The growth of discount retail is set to continue unabated, with global sales in the discount grocery sector on course to rise 65 per cent by 2012.

Total annual sales will reach US$390 billion (£221.34 billion) by 2012, up from the present US$237 billion (£134.51 billion), according to research from global retail analyst Planet Retail.

The report cites changes to planning regimes with regard to smaller footprint stores and shifts in shoppers’ mindset as reasons for the growth. However, the biggest sales driver will be the economic downturn, as cash-strapped shoppers seek bargains.

Discounters are diversifying to offer more sophisticated environments, ranges and packaging in order to mimic mainstream grocers, said Planet Retail.

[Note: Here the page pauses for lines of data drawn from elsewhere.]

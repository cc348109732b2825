pub mod config;
pub mod db;
pub mod dtos;
pub mod handlers;
pub mod middleware;
pub mod models;
pub mod services;
pub mod utils;

use axum::{
    extract::{DefaultBodyLimit, State},
    http::{header, HeaderValue, Method, StatusCode},
    middleware::{from_fn, from_fn_with_state},
    routing::{get, post, put},
    Json, Router,
};
use service_core::error::AppError;
use service_core::middleware::{
    metrics::metrics_middleware, security_headers::security_headers_middleware,
    tracing::request_id_middleware,
};
use std::sync::Arc;
use tower_http::{cors::CorsLayer, trace::TraceLayer};
use utoipa::{
    openapi::security::{HttpAuthScheme, HttpBuilder, SecurityScheme},
    Modify, OpenApi,
};
use utoipa_swagger_ui::SwaggerUi;

use crate::config::{Environment, KycConfig};
use crate::services::{
    AccountDirectory, BlobStore, DocumentIntake, Notifier, RecordStore, TokenService,
    VerificationAggregator,
};
use crate::utils::PasswordHasherConfig;

#[derive(OpenApi)]
#[openapi(
    paths(
        health_check,
        handlers::auth::register,
        handlers::auth::login,
        handlers::user::get_profile,
        handlers::kyc::upload_document,
        handlers::kyc::list_documents,
        handlers::kyc::get_document,
        handlers::kyc::download_document,
        handlers::admin::pending_documents,
        handlers::admin::approve_document,
        handlers::admin::reject_document,
        handlers::admin::preview_document,
        handlers::admin::list_users,
        handlers::admin::dashboard_stats,
    ),
    components(
        schemas(
            dtos::ErrorResponse,
            dtos::auth::RegisterRequest,
            dtos::auth::LoginRequest,
            dtos::auth::LoginResponse,
            dtos::kyc::RejectRequest,
            dtos::kyc::DocumentListResponse,
            dtos::kyc::DecisionResponse,
            models::Identity,
            models::Role,
            models::KycStatus,
            models::IdDocumentType,
            models::VerificationDocument,
            models::DocumentCategory,
            models::DocumentStatus,
            services::KycStats,
            services::StatusCounts,
        )
    ),
    modifiers(&SecurityAddon),
    tags(
        (name = "Users", description = "Registration, login and profile"),
        (name = "KYC", description = "Identity document upload and retrieval"),
        (name = "Admin", description = "Document review and verification oversight"),
        (name = "Observability", description = "Service health and monitoring"),
    )
)]
pub struct ApiDoc;

struct SecurityAddon;

impl Modify for SecurityAddon {
    fn modify(&self, openapi: &mut utoipa::openapi::OpenApi) {
        if let Some(components) = openapi.components.as_mut() {
            components.add_security_scheme(
                "bearer_auth",
                SecurityScheme::Http(
                    HttpBuilder::new()
                        .scheme(HttpAuthScheme::Bearer)
                        .bearer_format("JWT")
                        .build(),
                ),
            );
        }
    }
}

#[derive(Clone)]
pub struct AppState {
    pub config: Arc<KycConfig>,
    pub store: Arc<dyn RecordStore>,
    pub tokens: TokenService,
    pub accounts: AccountDirectory,
    pub intake: DocumentIntake,
    pub aggregator: VerificationAggregator,
}

impl AppState {
    /// Wires the core services over the given collaborators.
    pub fn new(
        config: KycConfig,
        store: Arc<dyn RecordStore>,
        blobs: Arc<dyn BlobStore>,
        notifier: Arc<dyn Notifier>,
    ) -> Result<Self, AppError> {
        let tokens = TokenService::new(&config.jwt).map_err(AppError::ConfigError)?;
        let hasher = PasswordHasherConfig::new(config.password).map_err(AppError::ConfigError)?;

        Ok(Self {
            accounts: AccountDirectory::new(store.clone(), hasher),
            intake: DocumentIntake::new(
                store.clone(),
                blobs,
                config.storage.max_upload_bytes,
            ),
            aggregator: VerificationAggregator::new(store.clone(), notifier),
            tokens,
            store,
            config: Arc::new(config),
        })
    }
}

pub fn build_router(state: AppState) -> Router {
    let admin_routes = Router::new()
        .route(
            "/api/v1/admin/kyc/pending",
            get(handlers::admin::pending_documents),
        )
        .route(
            "/api/v1/admin/kyc/:id/approve",
            put(handlers::admin::approve_document),
        )
        .route(
            "/api/v1/admin/kyc/:id/reject",
            put(handlers::admin::reject_document),
        )
        .route(
            "/api/v1/admin/kyc/documents/:id/preview",
            get(handlers::admin::preview_document),
        )
        .route("/api/v1/admin/users", get(handlers::admin::list_users))
        .route(
            "/api/v1/admin/dashboard/stats",
            get(handlers::admin::dashboard_stats),
        )
        .layer(from_fn(middleware::require_admin));

    // Headroom above the document limit so oversized files reach the size check.
    let upload_body_limit = state.intake.max_upload_bytes().saturating_mul(2);

    let authenticated_routes = Router::new()
        .route("/api/v1/users/profile", get(handlers::user::get_profile))
        .route(
            "/api/v1/kyc/upload",
            post(handlers::kyc::upload_document).layer(DefaultBodyLimit::max(upload_body_limit)),
        )
        .route("/api/v1/kyc/documents", get(handlers::kyc::list_documents))
        .route(
            "/api/v1/kyc/documents/:id",
            get(handlers::kyc::get_document),
        )
        .route(
            "/api/v1/kyc/documents/:id/download",
            get(handlers::kyc::download_document),
        )
        .merge(admin_routes)
        .layer(from_fn_with_state(
            state.clone(),
            middleware::auth_middleware,
        ));

    let mut app = Router::new()
        .route("/health", get(health_check))
        .route("/metrics", get(handlers::metrics::metrics));

    if state.config.environment == Environment::Dev {
        app = app.merge(
            SwaggerUi::new("/docs").url("/.well-known/openapi.json", ApiDoc::openapi()),
        );
    } else {
        app = app.route(
            "/.well-known/openapi.json",
            get(|| async { Json(ApiDoc::openapi()) }),
        );
    }

    app.route("/api/v1/users/register", post(handlers::auth::register))
        .route("/api/v1/users/login", post(handlers::auth::login))
        .merge(authenticated_routes)
        .with_state(state.clone())
        .layer(from_fn(metrics_middleware))
        .layer(TraceLayer::new_for_http().make_span_with(
            |request: &axum::http::Request<_>| {
                let request_id = request
                    .headers()
                    .get("x-request-id")
                    .and_then(|value| value.to_str().ok())
                    .unwrap_or("-");

                tracing::info_span!(
                    "http_request",
                    request_id = %request_id,
                    method = %request.method(),
                    uri = %request.uri(),
                )
            },
        ))
        .layer(from_fn(request_id_middleware))
        .layer(from_fn(security_headers_middleware))
        .layer(cors_layer(&state.config.security.allowed_origins))
}

fn cors_layer(allowed_origins: &[String]) -> CorsLayer {
    let origins = allowed_origins
        .iter()
        .filter_map(|origin| match origin.parse::<HeaderValue>() {
            Ok(value) => Some(value),
            Err(e) => {
                tracing::error!(origin = %origin, error = %e, "Ignoring invalid CORS origin");
                None
            }
        })
        .collect::<Vec<_>>();

    CorsLayer::new()
        .allow_origin(origins)
        .allow_methods([Method::GET, Method::POST, Method::PUT, Method::OPTIONS])
        .allow_headers([header::AUTHORIZATION, header::CONTENT_TYPE])
}

/// Service health check
#[utoipa::path(
    get,
    path = "/health",
    responses(
        (status = 200, description = "Service is healthy"),
        (status = 503, description = "Record store unreachable")
    ),
    tag = "Observability"
)]
pub async fn health_check(
    State(state): State<AppState>,
) -> Result<Json<serde_json::Value>, (StatusCode, Json<serde_json::Value>)> {
    let service = state.config.service_name.clone();
    let version = state.config.service_version.clone();

    match state.store.health_check().await {
        Ok(()) => Ok(Json(serde_json::json!({
            "status": "healthy",
            "service": service,
            "version": version,
        }))),
        Err(e) => {
            tracing::error!(error = %e, "Record store health check failed");
            Err((
                StatusCode::SERVICE_UNAVAILABLE,
                Json(serde_json::json!({
                    "status": "unhealthy",
                    "service": service,
                    "version": version,
                })),
            ))
        }
    }
}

Planet Retail global research director Bryan Roberts said: “Largely, there has been a real shift in how discounters are perceived in terms of the quality that is being offered and also in a trade-off between the store environment and low price advantage.”

German retailer Aldi will continue to be ranked as the number one discounter by sales, according to the report, but is likely to see its lead eroded by the Schwartz Group, which trades under the Lidl banner.

Europe remains the most important region for discounters, accounting for 10 per cent of the market. Discounting is also the main driver for retail expansion in the region, particularly in Western and Central Europe.

Germany remains the world’s most important discount market, followed by the US. Emerging markets, such as Africa and the Middle East, are estimated to double their penetration within the next five years.

Planet Retail forecasts that Aldi’s sales will rise from last year’s US$60 billion (£34.05 billion) to US$96 billion (£54.48 billion) by 2012, a 58 per cent increase.

Both Aldi and Lidl are enjoying robust growth. However, it is likely that Lidl’s performance over the period will prove stronger as it expands into the US, where Aldi already has a presence, said Roberts.

Schwartz’s sales are expected to rise 86 per cent by 2012 to US$93 billion (£52.78 billion).